//! Chunk splitter
//!
//! Splitting is deterministic and order-preserving: chunk `i` always precedes
//! chunk `i + 1` in the source text, and joining the chunks with
//! [`SplitMethod::separator`] reproduces the text up to whitespace trimmed at
//! chunk boundaries.

use lazy_static::lazy_static;
use regex::Regex;

use crate::{Error, Result, SplitMethod};

lazy_static! {
    static ref BLANK_LINE: Regex = Regex::new(r"\n\s*\n").unwrap();
}

/// Divide `text` into ordered chunks using `method`
///
/// `delimiter` is only consulted for [`SplitMethod::Custom`], where it must be
/// present and non-empty.
pub fn split(text: &str, method: SplitMethod, delimiter: Option<&str>) -> Result<Vec<String>> {
    if method == SplitMethod::Custom {
        match delimiter {
            Some(d) if !d.is_empty() => {}
            _ => {
                return Err(Error::InvalidConfiguration(
                    "Custom split requires a non-empty delimiter".to_string(),
                ));
            }
        }
    }

    if text.trim().is_empty() {
        return Ok(Vec::new());
    }

    let chunks = match method {
        SplitMethod::Paragraph => collect_trimmed(BLANK_LINE.split(text)),
        SplitMethod::Sentence => split_sentences(text),
        SplitMethod::Custom => collect_trimmed(text.split(delimiter.unwrap_or_default())),
    };

    Ok(chunks)
}

/// Rebuild text from chunks produced by [`split`]
pub fn join(chunks: &[String], method: SplitMethod, delimiter: Option<&str>) -> String {
    chunks.join(method.separator(delimiter))
}

fn collect_trimmed<'a>(segments: impl Iterator<Item = &'a str>) -> Vec<String> {
    segments
        .map(str::trim)
        .filter(|s| !s.is_empty())
        .map(String::from)
        .collect()
}

fn is_terminal(c: char) -> bool {
    matches!(c, '.' | '!' | '?')
}

fn is_closer(c: char) -> bool {
    matches!(c, '"' | '\'' | '”' | '’' | ')' | ']')
}

fn split_sentences(text: &str) -> Vec<String> {
    let mut segments = Vec::new();
    let mut start = 0;
    let mut chars = text.char_indices().peekable();

    while let Some((_, c)) = chars.next() {
        if !is_terminal(c) {
            continue;
        }

        // Absorb "?!", "..." and closing quotes into the same sentence
        while let Some(&(_, next)) = chars.peek() {
            if is_terminal(next) || is_closer(next) {
                chars.next();
            } else {
                break;
            }
        }

        if let Some(&(idx, next)) = chars.peek()
            && next.is_whitespace()
        {
            segments.push(&text[start..idx]);
            start = idx;
        }
    }
    segments.push(&text[start..]);

    collect_trimmed(segments.into_iter())
}
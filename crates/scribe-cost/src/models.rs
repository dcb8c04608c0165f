//! Pricing profiles for target models

use serde::Serialize;

use crate::ApiService;

/// What it takes to fine-tune one target model
#[derive(Debug, Clone, Serialize)]
pub struct ModelProfile {
    pub name: &'static str,
    /// Parameter count in billions
    pub params_b: f64,
    /// Weights can be downloaded and trained on rented or local hardware
    pub open_weights: bool,
    /// Hosted fine-tuning prices in USD per 1k training tokens
    pub api_prices: &'static [(ApiService, f64)],
}

impl ModelProfile {
    pub fn api_price(&self, service: ApiService) -> Option<f64> {
        self.api_prices
            .iter()
            .find(|(s, _)| *s == service)
            .map(|(_, price)| *price)
    }
}

pub fn default_models() -> Vec<ModelProfile> {
    vec![
        ModelProfile {
            name: "llama-2-7b",
            params_b: 7.0,
            open_weights: true,
            api_prices: &[(ApiService::TogetherAi, 0.00048)],
        },
        ModelProfile {
            name: "llama-2-13b",
            params_b: 13.0,
            open_weights: true,
            api_prices: &[(ApiService::TogetherAi, 0.00048)],
        },
        ModelProfile {
            name: "llama-2-70b",
            params_b: 70.0,
            open_weights: true,
            api_prices: &[(ApiService::TogetherAi, 0.0029)],
        },
        ModelProfile {
            name: "mistral-7b",
            params_b: 7.3,
            open_weights: true,
            api_prices: &[(ApiService::TogetherAi, 0.00048)],
        },
        ModelProfile {
            name: "gpt-3.5-turbo",
            params_b: 20.0,
            open_weights: false,
            api_prices: &[(ApiService::OpenAi, 0.008)],
        },
        ModelProfile {
            name: "gpt-4o-mini",
            params_b: 8.0,
            open_weights: false,
            api_prices: &[(ApiService::OpenAi, 0.003)],
        },
        ModelProfile {
            name: "claude-3-haiku",
            params_b: 20.0,
            open_weights: false,
            api_prices: &[(ApiService::Bedrock, 0.004)],
        },
    ]
}

#[cfg(test)]
mod tests {
    use super::*;

    #[test]
    fn test_closed_models_have_api_pricing() {
        for model in default_models().iter().filter(|m| !m.open_weights) {
            assert!(!model.api_prices.is_empty(), "{} has no API price", model.name);
        }
    }

    #[test]
    fn test_api_price_lookup() {
        let models = default_models();
        let haiku = models.iter().find(|m| m.name == "claude-3-haiku").unwrap();
        assert_eq!(haiku.api_price(ApiService::Bedrock), Some(0.004));
        assert_eq!(haiku.api_price(ApiService::OpenAi), None);
    }
}
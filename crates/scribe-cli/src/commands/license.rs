use anyhow::{Context, Result};
use scribe_engine::ProcessingController;
use scribe_storage::{FileLicense, TRIAL_DAYS};

use crate::cli::LicenseCommands;

pub fn handle(cmd: LicenseCommands, controller: &mut ProcessingController) -> Result<()> {
    match cmd {
        LicenseCommands::Status => status(controller),
        LicenseCommands::Trial => trial(controller),
        LicenseCommands::Activate { key } => activate(&key),
        LicenseCommands::Upgrade => upgrade(controller),
    }
}

fn status(controller: &ProcessingController) -> Result<()> {
    let info = controller.get_licensing_info();

    println!("License: {}", info.license_status);
    println!("  Premium: {}", if info.premium_licensed { "yes" } else { "no" });
    if let Some(days) = info.trial_days_remaining {
        println!("  Trial days remaining: {}", days);
    }
    println!("  File: {}", FileLicense::default_path().display());

    Ok(())
}

fn trial(controller: &mut ProcessingController) -> Result<()> {
    if !controller.start_trial() {
        let info = controller.get_licensing_info();
        anyhow::bail!(
            "Trial not started (license is {}); a trial can only be started once",
            info.license_status
        );
    }

    let info = controller.get_licensing_info();
    println!("✓ Started premium trial");
    if let Some(days) = info.trial_days_remaining {
        println!("  Days remaining: {}", days);
    }

    Ok(())
}

fn activate(key: &str) -> Result<()> {
    let mut license = FileLicense::open_default()?;
    license
        .activate(key)
        .context("License key was not accepted")?;

    println!("✓ License activated");
    println!("  Status: {}", license.status());

    Ok(())
}

fn upgrade(controller: &ProcessingController) -> Result<()> {
    let info = controller.get_upgrade_info();

    println!("Current license: {}", info.current_status);
    println!("Premium features:");
    for feature in &info.premium_features {
        println!("  - {}", feature);
    }
    if !info.current_status.is_premium() {
        println!();
        println!("Start a {}-day trial with: scribe license trial", TRIAL_DAYS);
    }

    Ok(())
}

_ _ _

# Directions for this task
Your reply must repeat the records above exactly and in full.

# Response to the task
//! Chunk splitter
//!
//! Splitting is deterministic and order-preserving: chunk `i` always precedes
//! chunk `i + 1` in the source text, and joining the chunks with
//! [`SplitMethod::separator`] reproduces the text up to whitespace trimmed at
//! chunk boundaries.

use lazy_static::lazy_static;
use regex::Regex;

use crate::{Error, Result, SplitMethod};

lazy_static! {
    static ref BLANK_LINE: Regex = Regex::new(r"\n\s*\n").unwrap();
}

/// Divide `text` into ordered chunks using `method`
///
/// `delimiter` is only consulted for [`SplitMethod::Custom`], where it must be
/// present and non-empty.
pub fn split(text: &str, method: SplitMethod, delimiter: Option<&str>) -> Result<Vec<String>> {
    if method == SplitMethod::Custom {
        match delimiter {
            Some(d) if !d.is_empty() => {}
            _ => {
                return Err(Error::InvalidConfiguration(
                    "Custom split requires a non-empty delimiter".to_string(),
                ));
            }
        }
    }

    if text.trim().is_empty() {
        return Ok(Vec::new());
    }

    let chunks = match method {
        SplitMethod::Paragraph => collect_trimmed(BLANK_LINE.split(text)),
        SplitMethod::Sentence => split_sentences(text),
        SplitMethod::Custom => collect_trimmed(text.split(delimiter.unwrap_or_default())),
    };

    Ok(chunks)
}

/// Rebuild text from chunks produced by [`split`]
pub fn join(chunks: &[String], method: SplitMethod, delimiter: Option<&str>) -> String {
    chunks.join(method.separator(delimiter))
}

fn collect_trimmed<'a>(segments: impl Iterator<Item = &'a str>) -> Vec<String> {
    segments
        .map(str::trim)
        .filter(|s| !s.is_empty())
        .map(String::from)
        .collect()
}

fn is_terminal(c: char) -> bool {
    matches!(c, '.' | '!' | '?')
}

fn is_closer(c: char) -> bool {
    matches!(c, '"' | '\'' | '”' | '’' | ')' | ']')
}

fn split_sentences(text: &str) -> Vec<String> {
    let mut segments = Vec::new();
    let mut start = 0;
    let mut chars = text.char_indices().peekable();

    while let Some((_, c)) = chars.next() {
        if !is_terminal(c) {
            continue;
        }

        // Absorb "?!", "..." and closing quotes into the same sentence
        while let Some(&(_, next)) = chars.peek() {
            if is_terminal(next) || is_closer(next) {
                chars.next();
            } else {
                break;
            }
        }

        if let Some(&(idx, next)) = chars.peek()
            && next.is_whitespace()
        {
            segments.push(&text[start..idx]);
            start = idx;
        }
    }
    segments.push(&text[start..]);

    collect_trimmed(segments.into_iter())
}
filename crates/scribe-cost/src/models.rs
repository dcb8c04608c0165f
//! Pricing profiles for target models

use serde::Serialize;

use crate::ApiService;

/// What it takes to fine-tune one target model
#[derive(Debug, Clone, Serialize)]
pub struct ModelProfile {
    pub name: &'static str,
    /// Parameter count in billions
    pub params_b: f64,
    /// Weights can be downloaded and trained on rented or local hardware
    pub open_weights: bool,
    /// Hosted fine-tuning prices in USD per 1k training tokens
    pub api_prices: &'static [(ApiService, f64)],
}

impl ModelProfile {
    pub fn api_price(&self, service: ApiService) -> Option<f64> {
        self.api_prices
            .iter()
            .find(|(s, _)| *s == service)
            .map(|(_, price)| *price)
    }
}

pub fn default_models() -> Vec<ModelProfile> {
    vec![
        ModelProfile {
            name: "llama-2-7b",
            params_b: 7.0,
            open_weights: true,
            api_prices: &[(ApiService::TogetherAi, 0.00048)],
        },
        ModelProfile {
            name: "llama-2-13b",
            params_b: 13.0,
            open_weights: true,
            api_prices: &[(ApiService::TogetherAi, 0.00048)],
        },
        ModelProfile {
            name: "llama-2-70b",
            params_b: 70.0,
            open_weights: true,
            api_prices: &[(ApiService::TogetherAi, 0.0029)],
        },
        ModelProfile {
            name: "mistral-7b",
            params_b: 7.3,
            open_weights: true,
            api_prices: &[(ApiService::TogetherAi, 0.00048)],
        },
        ModelProfile {
            name: "gpt-3.5-turbo",
            params_b: 20.0,
            open_weights: false,
            api_prices: &[(ApiService::OpenAi, 0.008)],
        },
        ModelProfile {
            name: "gpt-4o-mini",
            params_b: 8.0,
            open_weights: false,
            api_prices: &[(ApiService::OpenAi, 0.003)],
        },
        ModelProfile {
            name: "claude-3-haiku",
            params_b: 20.0,
            open_weights: false,
            api_prices: &[(ApiService::Bedrock, 0.004)],
        },
    ]
}

#[cfg(test)]
mod tests {
    use super::*;

    #[test]
    fn test_closed_models_have_api_pricing() {
        for model in default_models().iter().filter(|m| !m.open_weights) {
            assert!(!model.api_prices.is_empty(), "{} has no API price", model.name);
        }
    }

    #[test]
    fn test_api_price_lookup() {
        let models = default_models();
        let haiku = models.iter().find(|m| m.name == "claude-3-haiku").unwrap();
        assert_eq!(haiku.api_price(ApiService::Bedrock), Some(0.004));
        assert_eq!(haiku.api_price(ApiService::OpenAi), None);
    }
}
filename crates/scribe-cli/src/commands/license.rs
use anyhow::{Context, Result};
use scribe_engine::ProcessingController;
use scribe_storage::{FileLicense, TRIAL_DAYS};

use crate::cli::LicenseCommands;

pub fn handle(cmd: LicenseCommands, controller: &mut ProcessingController) -> Result<()> {
    match cmd {
        LicenseCommands::Status => status(controller),
        LicenseCommands::Trial => trial(controller),
        LicenseCommands::Activate { key } => activate(&key),
        LicenseCommands::Upgrade => upgrade(controller),
    }
}

fn status(controller: &ProcessingController) -> Result<()> {
    let info = controller.get_licensing_info();

    println!("License: {}", info.license_status);
    println!("  Premium: {}", if info.premium_licensed { "yes" } else { "no" });
    if let Some(days) = info.trial_days_remaining {
        println!("  Trial days remaining: {}", days);
    }
    println!("  File: {}", FileLicense::default_path().display());

    Ok(())
}

fn trial(controller: &mut ProcessingController) -> Result<()> {
    if !controller.start_trial() {
        let info = controller.get_licensing_info();
        anyhow::bail!(
            "Trial not started (license is {}); a trial can only be started once",
            info.license_status
        );
    }

    let info = controller.get_licensing_info();
    println!("✓ Started premium trial");
    if let Some(days) = info.trial_days_remaining {
        println!("  Days remaining: {}", days);
    }

    Ok(())
}

fn activate(key: &str) -> Result<()> {
    let mut license = FileLicense::open_default()?;
    license
        .activate(key)
        .context("License key was not accepted")?;

    println!("✓ License activated");
    println!("  Status: {}", license.status());

    Ok(())
}

fn upgrade(controller: &ProcessingController) -> Result<()> {
    let info = controller.get_upgrade_info();

    println!("Current license: {}", info.current_status);
    println!("Premium features:");
    for feature in &info.premium_features {
        println!("  - {}", feature);
    }
    if !info.current_status.is_premium() {
        println!();
        println!("Start a {}-day trial with: scribe license trial", TRIAL_DAYS);
    }

    Ok(())
}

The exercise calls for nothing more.